Dataset entries

BEGIN

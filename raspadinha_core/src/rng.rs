use hmac::{Hmac, Mac};
use rand::{rngs::StdRng, Rng, SeedableRng};
use sha2::Sha256;

pub type HmacSha256 = Hmac<Sha256>;

/// Source of uniform floats in `[0, 1)` behind every random decision the game makes.
pub trait RandomSource {
    fn next_f64(&mut self) -> f64;

    /// Uniform index in `0..n`. `n` must be non-zero.
    fn pick(&mut self, n: usize) -> usize {
        debug_assert!(n > 0);
        let idx = (self.next_f64() * n as f64).floor() as usize;
        idx.min(n - 1)
    }

    /// `true` with probability `p`.
    fn chance(&mut self, p: f64) -> bool {
        self.next_f64() < p
    }
}

impl<T: RandomSource + ?Sized> RandomSource for &mut T {
    fn next_f64(&mut self) -> f64 {
        (**self).next_f64()
    }
}

/// Non-reproducible source used in production, backed by `StdRng`.
pub struct EntropySource(StdRng);

impl EntropySource {
    pub fn new() -> Self {
        Self(StdRng::from_entropy())
    }

    pub fn seeded(seed: u64) -> Self {
        Self(StdRng::seed_from_u64(seed))
    }
}

impl Default for EntropySource {
    fn default() -> Self {
        Self::new()
    }
}

impl RandomSource for EntropySource {
    fn next_f64(&mut self) -> f64 {
        self.0.gen::<f64>()
    }
}

pub fn derive_hash(input: &[u8]) -> [u8; 32] {
    use sha2::Digest;
    let mut hasher = Sha256::new();
    hasher.update(input);
    let mut out = [0u8; 32];
    out.copy_from_slice(&hasher.finalize());
    out
}

pub fn derive_hash_hex(input: &[u8]) -> String {
    hex::encode(derive_hash(input))
}

// server_seed (secret) + client_seed + nonce -> HMAC-SHA256 -> 4-byte chunks -> floats in [0,1)
// The byte stream is extended by hashing the previous block once it runs out.
pub struct HmacSource {
    server_seed: String,
    client_seed: String,
    nonce: u64,
    buffer: [u8; 32],
    cursor: usize,
}

impl HmacSource {
    pub fn new(server_seed: impl Into<String>, client_seed: impl Into<String>, nonce: u64) -> Self {
        let server_seed = server_seed.into();
        let client_seed = client_seed.into();
        let buffer = hmac_bytes(&server_seed, &client_seed, nonce);
        Self {
            server_seed,
            client_seed,
            nonce,
            buffer,
            cursor: 0,
        }
    }

    pub fn server_seed_hash_hex(&self) -> String {
        derive_hash_hex(self.server_seed.as_bytes())
    }

    pub fn client_seed(&self) -> &str {
        &self.client_seed
    }

    pub fn nonce(&self) -> u64 {
        self.nonce
    }
}

fn hmac_bytes(server_seed: &str, client_seed: &str, nonce: u64) -> [u8; 32] {
    let mut mac = HmacSha256::new_from_slice(server_seed.as_bytes()).expect("HMAC key");
    mac.update(format!("{client_seed}:{nonce}").as_bytes());
    let mut out = [0u8; 32];
    out.copy_from_slice(&mac.finalize().into_bytes());
    out
}

impl RandomSource for HmacSource {
    fn next_f64(&mut self) -> f64 {
        if self.cursor + 4 > self.buffer.len() {
            self.buffer = derive_hash(&self.buffer);
            self.cursor = 0;
        }
        let chunk = &self.buffer[self.cursor..self.cursor + 4];
        let v = u32::from_be_bytes([chunk[0], chunk[1], chunk[2], chunk[3]]);
        self.cursor += 4;
        (v as f64) / (u32::MAX as f64 + 1.0)
    }
}

/// Replays a fixed list of floats, wrapping around at the end.
#[derive(Debug, Clone)]
pub struct FixedSequence {
    values: Vec<f64>,
    cursor: usize,
}

impl FixedSequence {
    pub fn new(values: impl Into<Vec<f64>>) -> Self {
        let mut values: Vec<f64> = values.into();
        if values.is_empty() {
            values.push(0.0);
        }
        Self { values, cursor: 0 }
    }

    pub fn repeat(value: f64) -> Self {
        Self::new(vec![value])
    }
}

impl RandomSource for FixedSequence {
    fn next_f64(&mut self) -> f64 {
        let v = self.values[self.cursor % self.values.len()];
        self.cursor += 1;
        v.clamp(0.0, 1.0 - f64::EPSILON)
    }
}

END

[DIRECTIONS]
In full and without change, transcribe the entries.

[EXERCISE RESULT]
filename raspadinha_core/src/rng.rs
use hmac::{Hmac, Mac};
use rand::{rngs::StdRng, Rng, SeedableRng};
use sha2::Sha256;

pub type HmacSha256 = Hmac<Sha256>;

/// Source of uniform floats in `[0, 1)` behind every random decision the game makes.
pub trait RandomSource {
    fn next_f64(&mut self) -> f64;

    /// Uniform index in `0..n`. `n` must be non-zero.
    fn pick(&mut self, n: usize) -> usize {
        debug_assert!(n > 0);
        let idx = (self.next_f64() * n as f64).floor() as usize;
        idx.min(n - 1)
    }

    /// `true` with probability `p`.
    fn chance(&mut self, p: f64) -> bool {
        self.next_f64() < p
    }
}

impl<T: RandomSource + ?Sized> RandomSource for &mut T {
    fn next_f64(&mut self) -> f64 {
        (**self).next_f64()
    }
}

/// Non-reproducible source used in production, backed by `StdRng`.
pub struct EntropySource(StdRng);

impl EntropySource {
    pub fn new() -> Self {
        Self(StdRng::from_entropy())
    }

    pub fn seeded(seed: u64) -> Self {
        Self(StdRng::seed_from_u64(seed))
    }
}

impl Default for EntropySource {
    fn default() -> Self {
        Self::new()
    }
}

impl RandomSource for EntropySource {
    fn next_f64(&mut self) -> f64 {
        self.0.gen::<f64>()
    }
}

pub fn derive_hash(input: &[u8]) -> [u8; 32] {
    use sha2::Digest;
    let mut hasher = Sha256::new();
    hasher.update(input);
    let mut out = [0u8; 32];
    out.copy_from_slice(&hasher.finalize());
    out
}

pub fn derive_hash_hex(input: &[u8]) -> String {
    hex::encode(derive_hash(input))
}

// server_seed (secret) + client_seed + nonce -> HMAC-SHA256 -> 4-byte chunks -> floats in [0,1)
// The byte stream is extended by hashing the previous block once it runs out.
pub struct HmacSource {
    server_seed: String,
    client_seed: String,
    nonce: u64,
    buffer: [u8; 32],
    cursor: usize,
}

impl HmacSource {
    pub fn new(server_seed: impl Into<String>, client_seed: impl Into<String>, nonce: u64) -> Self {
        let server_seed = server_seed.into();
        let client_seed = client_seed.into();
        let buffer = hmac_bytes(&server_seed, &client_seed, nonce);
        Self {
            server_seed,
            client_seed,
            nonce,
            buffer,
            cursor: 0,
        }
    }

    pub fn server_seed_hash_hex(&self) -> String {
        derive_hash_hex(self.server_seed.as_bytes())
    }

    pub fn client_seed(&self) -> &str {
        &self.client_seed
    }

    pub fn nonce(&self) -> u64 {
        self.nonce
    }
}

fn hmac_bytes(server_seed: &str, client_seed: &str, nonce: u64) -> [u8; 32] {
    let mut mac = HmacSha256::new_from_slice(server_seed.as_bytes()).expect("HMAC key");
    mac.update(format!("{client_seed}:{nonce}").as_bytes());
    let mut out = [0u8; 32];
    out.copy_from_slice(&mac.finalize().into_bytes());
    out
}

impl RandomSource for HmacSource {
    fn next_f64(&mut self) -> f64 {
        if self.cursor + 4 > self.buffer.len() {
            self.buffer = derive_hash(&self.buffer);
            self.cursor = 0;
        }
        let chunk = &self.buffer[self.cursor..self.cursor + 4];
        let v = u32::from_be_bytes([chunk[0], chunk[1], chunk[2], chunk[3]]);
        self.cursor += 4;
        (v as f64) / (u32::MAX as f64 + 1.0)
    }
}

/// Replays a fixed list of floats, wrapping around at the end.
#[derive(Debug, Clone)]
pub struct FixedSequence {
    values: Vec<f64>,
    cursor: usize,
}

impl FixedSequence {
    pub fn new(values: impl Into<Vec<f64>>) -> Self {
        let mut values: Vec<f64> = values.into();
        if values.is_empty() {
            values.push(0.0);
        }
        Self { values, cursor: 0 }
    }

    pub fn repeat(value: f64) -> Self {
        Self::new(vec![value])
    }
}

impl RandomSource for FixedSequence {
    fn next_f64(&mut self) -> f64 {
        let v = self.values[self.cursor % self.values.len()];
        self.cursor += 1;
        v.clamp(0.0, 1.0 - f64::EPSILON)
    }
}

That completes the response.